Конечно, я не только проводила время за рисованием — и с ребятами бегала во дворе, но рано почувствовала, что никем, кроме как художником, быть не хочу.

Однажды меня маленькой взяли на фабрику, где работала мама, да и половина нашего города Яхромы там трудилась. Помню, выходим из дома ранним зимним утром, на улице темно, холодно, хочется спать... Во тьме светятся окна — люди встают, чтобы тоже, наверное, идти на работу. Став школьницей, думала: как же так — сейчас хожу на занятия по темноте и холоду, а когда вырасту, буду ходить на фабрику — и опять темно, зябко, ядреный свет из окон?..

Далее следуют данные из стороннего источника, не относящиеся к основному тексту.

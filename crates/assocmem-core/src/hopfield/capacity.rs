//! Storage load of a classical Hopfield network
//!
//! Random patterns can be recalled reliably while the load `α = p / n` stays
//! below roughly 0.138 (Amit, Gutfreund and Sompolinsky). Above that the
//! network falls into spurious states and recall plateaus below `m = 1`.

/// Critical load `α_c` for random bipolar patterns
pub const CRITICAL_LOAD: f64 = 0.138;

/// Load ratio `α = p / n`
///
/// # Examples
///
/// ```rust
/// use assocmem_core::hopfield::load_ratio;
///
/// assert_eq!(load_ratio(100, 1000), 0.1);
/// ```
pub fn load_ratio(patterns: usize, units: usize) -> f64 {
    if units == 0 {
        return f64::INFINITY;
    }
    patterns as f64 / units as f64
}

/// Largest pattern count below the critical load for `units` neurons
pub fn theoretical_capacity(units: usize) -> usize {
    (CRITICAL_LOAD * units as f64).floor() as usize
}

/// Whether storing `patterns` patterns overloads a network of `units` neurons
pub fn exceeds_capacity(patterns: usize, units: usize) -> bool {
    load_ratio(patterns, units) > CRITICAL_LOAD
}
//! Pure constant folds: given an operation family, a width and concrete
//! operand values, compute the value the generated code would have produced.
//!
//! Shift amounts at or above the operation width are undefined inputs for the
//! generated code, so the fold may return any value; it settles on the
//! mathematical limit (zero, or all-ones for an arithmetic shift of a
//! negative value) and never faults. Rotation amounts are reduced modulo the
//! width, with a rotation by zero returning the value unchanged.

use crate::ir::{Arg, BinOp, Cond, UnaryOp, Width};
use crate::wordint::WordInt;

/// Fold a binary operation on two constants.
pub(crate) fn binary(op: BinOp, w: Width, x: Arg, y: Arg) -> Arg {
    let a = WordInt::new(w, x);
    let b = WordInt::new(w, y);
    let r = match op {
        BinOp::Add => a.wrapping_add(b),
        BinOp::Sub => a.wrapping_sub(b),
        BinOp::Mul => a.wrapping_mul(b),
        BinOp::And => a.bitand(b),
        BinOp::Or => a.bitor(b),
        BinOp::Xor => a.bitxor(b),
        BinOp::Andc => a.bitand(b.not()),
        BinOp::Orc => a.bitor(b.not()),
        BinOp::Eqv => a.bitxor(b).not(),
        BinOp::Nand => a.bitand(b).not(),
        BinOp::Nor => a.bitor(b).not(),
        BinOp::Shl => a.checked_shl(b.val()).unwrap_or(WordInt::new(w, 0)),
        BinOp::Shr => a.checked_shr(b.val()).unwrap_or(WordInt::new(w, 0)),
        BinOp::Sar => a.checked_sar(b.val()).unwrap_or_else(|| {
            let fill = if a.as_signed() < 0 { u64::MAX } else { 0 };
            WordInt::new(w, fill)
        }),
        BinOp::Rotl => a.rotl(b.val()),
        BinOp::Rotr => a.rotr(b.val()),
    };
    r.val()
}

/// Fold a unary operation on a constant.
pub(crate) fn unary(op: UnaryOp, w: Width, x: Arg) -> Arg {
    let a = WordInt::new(w, x);
    let r = match op {
        UnaryOp::Not => a.not(),
        UnaryOp::Neg => a.wrapping_neg(),
        UnaryOp::Ext8s => a.sext_from(8),
        UnaryOp::Ext8u => a.zext_from(8),
        UnaryOp::Ext16s => a.sext_from(16),
        UnaryOp::Ext16u => a.zext_from(16),
        UnaryOp::Ext32s => a.sext_from(32),
        UnaryOp::Ext32u => a.zext_from(32),
    };
    r.val()
}

/// Fold a bitfield insert: replace `len` bits at `pos` in `base` with the low
/// `len` bits of `value`.
pub(crate) fn deposit(w: Width, base: Arg, value: Arg, pos: u64, len: u64) -> Arg {
    let mask = if len >= 64 { u64::MAX } else { (1u64 << len) - 1 };
    let r = (base & !(mask << pos)) | ((value & mask) << pos);
    r & w.mask()
}

/// Evaluate a comparison on two constants at the given width.
pub(crate) fn eval_cond(w: Width, x: Arg, y: Arg, cond: Cond) -> bool {
    let a = WordInt::new(w, x);
    let b = WordInt::new(w, y);
    match cond {
        Cond::Eq => a.val() == b.val(),
        Cond::Ne => a.val() != b.val(),
        Cond::Lt => a.as_signed() < b.as_signed(),
        Cond::Ge => a.as_signed() >= b.as_signed(),
        Cond::Le => a.as_signed() <= b.as_signed(),
        Cond::Gt => a.as_signed() > b.as_signed(),
        Cond::Ltu => a.val() < b.val(),
        Cond::Geu => a.val() >= b.val(),
        Cond::Leu => a.val() <= b.val(),
        Cond::Gtu => a.val() > b.val(),
    }
}

/// The answer a comparison gives when its operands are known to hold the same
/// value, without inspecting the value itself.
pub(crate) fn cond_when_equal(cond: Cond) -> bool {
    match cond {
        Cond::Eq | Cond::Ge | Cond::Le | Cond::Geu | Cond::Leu => true,
        Cond::Ne | Cond::Lt | Cond::Gt | Cond::Ltu | Cond::Gtu => false,
    }
}

/// Compose two 32-bit halves into the 64-bit value a double-word comparison
/// operates on.
pub(crate) fn compose64(lo: Arg, hi: Arg) -> u64 {
    ((hi & 0xffff_ffff) << 32) | (lo & 0xffff_ffff)
}

#[cfg(test)]
mod tests {
    use super::*;
    use proptest::prelude::*;
    use strum::EnumCount;

    #[test]
    fn binary_masks_to_width() {
        assert_eq!(binary(BinOp::Add, Width::W32, 0xffff_ffff, 1), 0);
        assert_eq!(binary(BinOp::Add, Width::W64, 0xffff_ffff, 1), 0x1_0000_0000);
        assert_eq!(binary(BinOp::Mul, Width::W32, 0x10000, 0x10000), 0);
        assert_eq!(binary(BinOp::Sub, Width::W32, 0, 1), 0xffff_ffff);
    }

    #[test]
    fn negated_operand_families() {
        assert_eq!(binary(BinOp::Andc, Width::W32, 0b1100, 0b1010), 0b0100);
        assert_eq!(
            binary(BinOp::Orc, Width::W32, 0b1100, 0b1010),
            0xffff_fffd
        );
        assert_eq!(binary(BinOp::Eqv, Width::W32, 0b1100, 0b1010), 0xffff_fff9);
        assert_eq!(binary(BinOp::Nand, Width::W32, 0b1100, 0b1010), 0xffff_fff7);
        assert_eq!(binary(BinOp::Nor, Width::W32, 0b1100, 0b1010), 0xffff_fff1);
    }

    #[test]
    fn oversize_shifts_do_not_fault() {
        // Undefined input: any value is fine, faulting is not.
        let _ = binary(BinOp::Shl, Width::W32, 1, 32);
        let _ = binary(BinOp::Shr, Width::W32, 1, 100);
        let _ = binary(BinOp::Sar, Width::W64, u64::MAX, 64);
    }

    #[test]
    fn sar_preserves_the_sign_bit() {
        assert_eq!(binary(BinOp::Sar, Width::W32, 0x8000_0000, 31), 0xffff_ffff);
        assert_eq!(binary(BinOp::Sar, Width::W64, 1 << 63, 63), u64::MAX);
        assert_eq!(binary(BinOp::Sar, Width::W32, 0x4000_0000, 30), 1);
    }

    #[test]
    fn unary_extends() {
        assert_eq!(unary(UnaryOp::Ext8s, Width::W32, 0x80), 0xffff_ff80);
        assert_eq!(unary(UnaryOp::Ext8u, Width::W32, 0xfff80), 0x80);
        assert_eq!(unary(UnaryOp::Ext16s, Width::W64, 0x8000), 0xffff_ffff_ffff_8000);
        assert_eq!(unary(UnaryOp::Ext32s, Width::W64, 0x8000_0000), 0xffff_ffff_8000_0000);
        assert_eq!(unary(UnaryOp::Ext32u, Width::W64, u64::MAX), 0xffff_ffff);
        assert_eq!(unary(UnaryOp::Not, Width::W32, 0), 0xffff_ffff);
        assert_eq!(unary(UnaryOp::Neg, Width::W32, 1), 0xffff_ffff);
    }

    #[test]
    fn deposit_inserts_a_bitfield() {
        // Replace bits [8, 16) of the base.
        assert_eq!(
            deposit(Width::W32, 0xaaaa_aaaa, 0xff, 8, 8),
            0xaaaa_ffaa
        );
        // A deposit of the full width is a plain overwrite.
        assert_eq!(deposit(Width::W32, 0x1234_5678, 0x9abc_def0, 0, 32), 0x9abc_def0);
        assert_eq!(deposit(Width::W64, u64::MAX, 0, 0, 64), 0);
    }

    #[test]
    fn signed_and_unsigned_predicates_differ() {
        // -1 < 1 signed, but 0xffffffff > 1 unsigned.
        assert!(eval_cond(Width::W32, 0xffff_ffff, 1, Cond::Lt));
        assert!(eval_cond(Width::W32, 0xffff_ffff, 1, Cond::Gtu));
        assert!(eval_cond(Width::W64, u64::MAX, 1, Cond::Lt));
        assert!(!eval_cond(Width::W64, u64::MAX, 1, Cond::Ltu));
    }

    #[test]
    fn compose64_joins_halves() {
        assert_eq!(compose64(0x9abc_def0, 0x1234_5678), 0x1234_5678_9abc_def0);
        // Upper garbage in a half is ignored.
        assert_eq!(compose64(0xf_0000_0001, 0), 1);
    }

    proptest! {
        #[test]
        fn eval_cond_matches_native_32(x in any::<u32>(), y in any::<u32>(), c in 0usize..Cond::COUNT) {
            let cond = Cond::from_repr(c as u8).unwrap();
            let expect = match cond {
                Cond::Eq => x == y,
                Cond::Ne => x != y,
                Cond::Lt => (x as i32) < (y as i32),
                Cond::Ge => (x as i32) >= (y as i32),
                Cond::Le => (x as i32) <= (y as i32),
                Cond::Gt => (x as i32) > (y as i32),
                Cond::Ltu => x < y,
                Cond::Geu => x >= y,
                Cond::Leu => x <= y,
                Cond::Gtu => x > y,
            };
            prop_assert_eq!(eval_cond(Width::W32, u64::from(x), u64::from(y), cond), expect);
        }

        // Exchanging the operands while swapping the predicate never changes
        // the answer; inverting the predicate always flips it.
        #[test]
        fn swap_and_invert_laws(x in any::<u64>(), y in any::<u64>(), c in 0usize..Cond::COUNT) {
            let cond = Cond::from_repr(c as u8).unwrap();
            for w in [Width::W32, Width::W64] {
                let r = eval_cond(w, x, y, cond);
                prop_assert_eq!(eval_cond(w, y, x, cond.swap()), r);
                prop_assert_eq!(eval_cond(w, x, y, cond.invert()), !r);
            }
        }

        // The equal-operands shortcut agrees with actually comparing equal
        // values.
        #[test]
        fn cond_when_equal_law(x in any::<u64>(), c in 0usize..Cond::COUNT) {
            let cond = Cond::from_repr(c as u8).unwrap();
            for w in [Width::W32, Width::W64] {
                prop_assert_eq!(eval_cond(w, x, x, cond), cond_when_equal(cond));
            }
        }
    }
}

— В школе вы себя как ощущали?

— Смешно, но в младших классах я, с моей-то фантазией, воспринимала это большое, мрачноватое, еще довоенной постройки здание словно сошедшим с иллюстрации к сказке Шарля Перро. Помню, в туалет надо было спускаться по лестнице в подвал, и я каждый раз, идя туда, представляла себя кем-то вроде Мальчика-с-пальчика. Многие школьные порядки тогда, в начале девяностых, оставались еще советскими, например считалось, что ребенок должен быть скромным и покорным. Если бы сейчас вернуться в то время, я задавала бы вопросы, спорила, отстаивала свое мнение!..

Первый класс совпал с переездом в новую квартиру, и мы с мамой, отчимом и младшей сестрой стали жить отдельно. Оказавшись без бабушек, без уютного мира своего детства, я ощутила себя так, будто меня выбросили из лодки в холодную воду. Мама, тоже оставшись без привычной поддержки старших, растерялась, в то время она была ко мне строга. Ей трудно было одной управляться по дому, я помогала, но без всякого желания: рвалась к бумаге и краскам! И все сильнее стремилась в тот придуманный мир, где чувствовала себя своей. Фантазия у меня была бурной. Уже взрослой на одной из картин написала белых птиц, влетающих в распахнутое окно, а в комнате сидит девушка, которая их раскрашивает, и вылетают они в другое окно уже цветными.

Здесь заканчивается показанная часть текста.